[Assigned task]
The word "Serialize" appears in some lines of the entries. Say how many, and give nothing but the number.

Saved entries:
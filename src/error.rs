//! Error types for the cache engine
//!
//! Provides unified error handling using thiserror. Most cache operations
//! absorb their failures internally; these variants cover the places where a
//! caller can act on one.

use thiserror::Error;

// == Cache Error Enum ==
/// Unified error type for the cache engine.
#[derive(Error, Debug, Clone, PartialEq, Eq)]
pub enum CacheError {
    /// Size string could not be parsed
    #[error("Invalid size '{input}': {reason}")]
    InvalidSize { input: String, reason: String },

    /// Environment configuration value could not be parsed
    #[error("Invalid configuration for {name}: {value}")]
    InvalidConfig { name: &'static str, value: String },

    /// Background sweeper requires a running tokio runtime
    #[error("No tokio runtime available to run the sweeper")]
    NoRuntime,
}

impl CacheError {
    pub(crate) fn invalid_size(input: &str, reason: impl Into<String>) -> Self {
        CacheError::InvalidSize {
            input: input.to_string(),
            reason: reason.into(),
        }
    }
}

// == Result Type Alias ==
/// Convenience Result type for the cache engine.
pub type Result<T> = std::result::Result<T, CacheError>;

#[cfg(test)]
mod tests {
    use super::*;

    #[test]
    fn test_invalid_size_display() {
        let err = CacheError::invalid_size("12XB", "unknown unit 'XB'");
        assert_eq!(err.to_string(), "Invalid size '12XB': unknown unit 'XB'");
    }

    #[test]
    fn test_invalid_config_display() {
        let err = CacheError::InvalidConfig {
            name: "CACHE_SWEEP_INTERVAL_MS",
            value: "soon".to_string(),
        };
        assert!(err.to_string().contains("CACHE_SWEEP_INTERVAL_MS"));
        assert!(err.to_string().contains("soon"));
    }
}
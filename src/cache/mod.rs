//! Cache Module
//!
//! Provides in-memory caching with TTL expiration and a soft memory budget.

mod entry;
mod size;
mod stats;
mod store;


// Re-export public types
pub use entry::CacheEntry;
pub use size::{estimate_size, parse_size, ByteSize, SizeUnit, DEFAULT_MAX_MEMORY};
pub use stats::{CacheCounters, CacheStats};
pub use store::{MemCache, SetOutcome};
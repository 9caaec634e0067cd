//! Configuration Module
//!
//! Handles loading and managing cache configuration from environment variables.

use std::env;
use std::time::Duration;

use crate::cache::ByteSize;
use crate::error::{CacheError, Result};

/// Environment variable holding the memory budget, e.g. `"256MB"`
pub const MAX_MEMORY_VAR: &str = "CACHE_MAX_MEMORY";
/// Environment variable holding the sweep interval in milliseconds
pub const SWEEP_INTERVAL_VAR: &str = "CACHE_SWEEP_INTERVAL_MS";

/// Default background sweep interval
pub const DEFAULT_SWEEP_INTERVAL: Duration = Duration::from_secs(1);

/// Cache configuration parameters.
///
/// All values can be configured via environment variables with sensible defaults.
#[derive(Debug, Clone, PartialEq, Eq)]
pub struct Config {
    /// Memory budget as a size string, None = unbounded
    pub max_memory: Option<String>,
    /// Interval between background sweeps of expired entries
    pub sweep_interval: Duration,
}

impl Config {
    /// Creates a new Config by loading values from environment variables.
    ///
    /// Unparseable values fall back to their defaults.
    ///
    /// # Environment Variables
    /// - `CACHE_MAX_MEMORY` - Memory budget such as `100MB` (default: unbounded)
    /// - `CACHE_SWEEP_INTERVAL_MS` - Sweep frequency in milliseconds (default: 1000)
    pub fn from_env() -> Self {
        Self {
            max_memory: max_memory_from_env(),
            sweep_interval: env::var(SWEEP_INTERVAL_VAR)
                .ok()
                .and_then(|v| v.trim().parse().ok())
                .filter(|ms| *ms > 0)
                .map(Duration::from_millis)
                .unwrap_or(DEFAULT_SWEEP_INTERVAL),
        }
    }

    /// Like [`from_env`](Self::from_env) but reports malformed values.
    ///
    /// The memory budget must parse as a size string with a unit.
    pub fn try_from_env() -> Result<Self> {
        let max_memory = match max_memory_from_env() {
            Some(raw) => match raw.parse::<ByteSize>() {
                Ok(size) => Some(size.to_string()),
                Err(_) => {
                    return Err(CacheError::InvalidConfig {
                        name: MAX_MEMORY_VAR,
                        value: raw,
                    })
                }
            },
            None => None,
        };

        let sweep_interval = match env::var(SWEEP_INTERVAL_VAR) {
            Ok(raw) => match raw.trim().parse::<u64>() {
                Ok(ms) if ms > 0 => Duration::from_millis(ms),
                _ => {
                    return Err(CacheError::InvalidConfig {
                        name: SWEEP_INTERVAL_VAR,
                        value: raw,
                    })
                }
            },
            Err(_) => DEFAULT_SWEEP_INTERVAL,
        };

        Ok(Self {
            max_memory,
            sweep_interval,
        })
    }

    // == Builders ==
    pub fn with_max_memory(mut self, size: impl Into<String>) -> Self {
        self.max_memory = Some(size.into());
        self
    }

    pub fn with_sweep_interval(mut self, interval: Duration) -> Self {
        self.sweep_interval = interval;
        self
    }
}

fn max_memory_from_env() -> Option<String> {
    env::var(MAX_MEMORY_VAR)
        .ok()
        .map(|v| v.trim().to_string())
        .filter(|v| !v.is_empty())
}

impl Default for Config {
    fn default() -> Self {
        Self {
            max_memory: None,
            sweep_interval: DEFAULT_SWEEP_INTERVAL,
        }
    }
}
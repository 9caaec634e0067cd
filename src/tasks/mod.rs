//! Background Tasks Module
//!
//! Contains background tasks that run periodically alongside a cache.
//!
//! # Tasks
//! - Expiry Sweeper: Removes expired cache entries at a fixed interval

mod sweeper;

pub use sweeper::{spawn_sweeper, SweeperHandle};
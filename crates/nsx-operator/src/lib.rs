//! NSX operator resource services.
//!
//! Reconcilers call into the services in this crate to turn Kubernetes
//! objects into NSX resources:
//!
//! - [`VirtualServerService`]: load-balancer virtual servers of Services,
//!   plus the shared VIP group
//! - [`SubnetPortService`]: VPC subnet ports of Pods
//! - [`PodPortGarbageCollector`]: removes subnet ports of deleted Pods
//!
//! [`NsxServices::start`] wires them to the remote clients and bulk-loads
//! their stores. The Kubernetes watch machinery and the NSX REST transport
//! live outside this crate.

pub mod audit;
pub mod client;
pub mod config;
pub mod logging;
pub mod pod;
pub mod services;
pub mod subnetport;
pub mod virtualserver;

pub use client::{GroupClient, NsxClients, PodLister, PodMeta, SubnetPortClient, VirtualServerClient};
pub use config::{ConfigError, NsxOperatorConfig, VipGroupConfig};
pub use pod::{GcStatsSnapshot, PodPortGarbageCollector};
pub use services::NsxServices;
pub use subnetport::SubnetPortService;
pub use virtualserver::VirtualServerService;
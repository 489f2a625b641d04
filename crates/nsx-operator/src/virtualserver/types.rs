//! Virtual server and VIP group types.

use std::collections::{BTreeMap, BTreeSet};

use nsx_types::{path, scope, tag_value, Tag};
use serde::{Deserialize, Serialize};

/// `lbvs_type` tag value of layer-4 virtual servers.
pub const LBVS_TYPE_LAYER4: &str = "layer_4";
/// `lbvs_type` tag value of layer-7 virtual servers.
pub const LBVS_TYPE_LAYER7: &str = "layer_7";

/// An NSX load-balancer virtual server.
#[derive(Debug, Clone, Default, PartialEq, Eq, Serialize, Deserialize)]
pub struct LbVirtualServer {
    #[serde(default, skip_serializing_if = "Option::is_none")]
    pub id: Option<String>,
    #[serde(default, skip_serializing_if = "Option::is_none")]
    pub display_name: Option<String>,
    #[serde(default, skip_serializing_if = "Option::is_none")]
    pub path: Option<String>,
    #[serde(default, skip_serializing_if = "Option::is_none")]
    pub ip_address: Option<String>,
    #[serde(default)]
    pub ports: Vec<String>,
    /// Policy path of the LB service this virtual server is attached to.
    #[serde(default, skip_serializing_if = "Option::is_none")]
    pub lb_service_path: Option<String>,
    #[serde(default)]
    pub tags: Vec<Tag>,
    #[serde(default)]
    pub marked_for_delete: bool,
}

impl LbVirtualServer {
    pub const RESOURCE_TYPE: &'static str = "LBVirtualServer";

    pub fn new(id: impl Into<String>) -> Self {
        Self {
            id: Some(id.into()),
            ..Default::default()
        }
    }

    pub fn with_ip(mut self, ip: impl Into<String>) -> Self {
        self.ip_address = Some(ip.into());
        self
    }

    pub fn with_ports<I, S>(mut self, ports: I) -> Self
    where
        I: IntoIterator<Item = S>,
        S: Into<String>,
    {
        self.ports = ports.into_iter().map(Into::into).collect();
        self
    }

    pub fn with_lb_service_path(mut self, path: impl Into<String>) -> Self {
        self.lb_service_path = Some(path.into());
        self
    }

    pub fn with_tags(mut self, tags: Vec<Tag>) -> Self {
        self.tags = tags;
        self
    }

    /// Policy path, falling back to the path derived from the id.
    pub fn policy_path(&self) -> Option<String> {
        self.path
            .clone()
            .or_else(|| self.id.as_deref().map(path::virtual_server_path))
    }

    /// UID of the Kubernetes service owning this virtual server.
    pub fn service_uid(&self) -> Option<&str> {
        tag_value(&self.tags, scope::SERVICE_UID)
    }

    /// Id of the LB service, the last segment of `lb_service_path`.
    pub fn lb_service_id(&self) -> Option<&str> {
        self.lb_service_path.as_deref().and_then(path::last_segment)
    }
}

/// The parts of a Kubernetes Service that virtual-server tags are built from.
#[derive(Debug, Clone, Default, PartialEq, Eq)]
pub struct ServiceRef {
    pub namespace: String,
    pub name: String,
    pub uid: String,
    pub annotations: BTreeMap<String, String>,
}

impl ServiceRef {
    pub fn new(namespace: impl Into<String>, name: impl Into<String>, uid: impl Into<String>) -> Self {
        Self {
            namespace: namespace.into(),
            name: name.into(),
            uid: uid.into(),
            annotations: BTreeMap::new(),
        }
    }

    pub fn with_annotation(mut self, key: impl Into<String>, value: impl Into<String>) -> Self {
        self.annotations.insert(key.into(), value.into());
        self
    }
}

/// Set of virtual IPs, ordered for stable logs and payloads.
pub type VipSet = BTreeSet<String>;

/// One criterion of an NSX group membership expression.
#[derive(Debug, Clone, PartialEq, Eq, Serialize, Deserialize)]
#[serde(tag = "resource_type")]
pub enum GroupExpression {
    #[serde(rename = "IPAddressExpression")]
    IpAddress {
        #[serde(default)]
        ip_addresses: Vec<String>,
    },
    /// Condition, path and other expressions the operator never writes.
    #[serde(other)]
    Unsupported,
}

/// An NSX security group.
#[derive(Debug, Clone, Default, PartialEq, Eq, Serialize, Deserialize)]
pub struct Group {
    #[serde(default, skip_serializing_if = "Option::is_none")]
    pub id: Option<String>,
    #[serde(default, skip_serializing_if = "Option::is_none")]
    pub display_name: Option<String>,
    #[serde(default)]
    pub expression: Vec<GroupExpression>,
    #[serde(default)]
    pub tags: Vec<Tag>,
}

impl Group {
    pub fn new(id: impl Into<String>) -> Self {
        Self {
            id: Some(id.into()),
            ..Default::default()
        }
    }

    /// IPs of the first IP-address expression, empty if there is none.
    pub fn ip_addresses(&self) -> VipSet {
        self.expression
            .iter()
            .find_map(|e| match e {
                GroupExpression::IpAddress { ip_addresses } => Some(ip_addresses.iter().cloned().collect()),
                GroupExpression::Unsupported => None,
            })
            .unwrap_or_default()
    }

    /// Replaces the IP expression with `(current - old) | new`, keeping IPs
    /// other writers added. Returns the resulting set.
    pub fn update_ip_expression(&mut self, old: &VipSet, new: &VipSet) -> VipSet {
        let updated: VipSet = self
            .ip_addresses()
            .difference(old)
            .cloned()
            .chain(new.iter().cloned())
            .collect();
        self.expression = vec![GroupExpression::IpAddress {
            ip_addresses: updated.iter().cloned().collect(),
        }];
        updated
    }
}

[Task answer]
4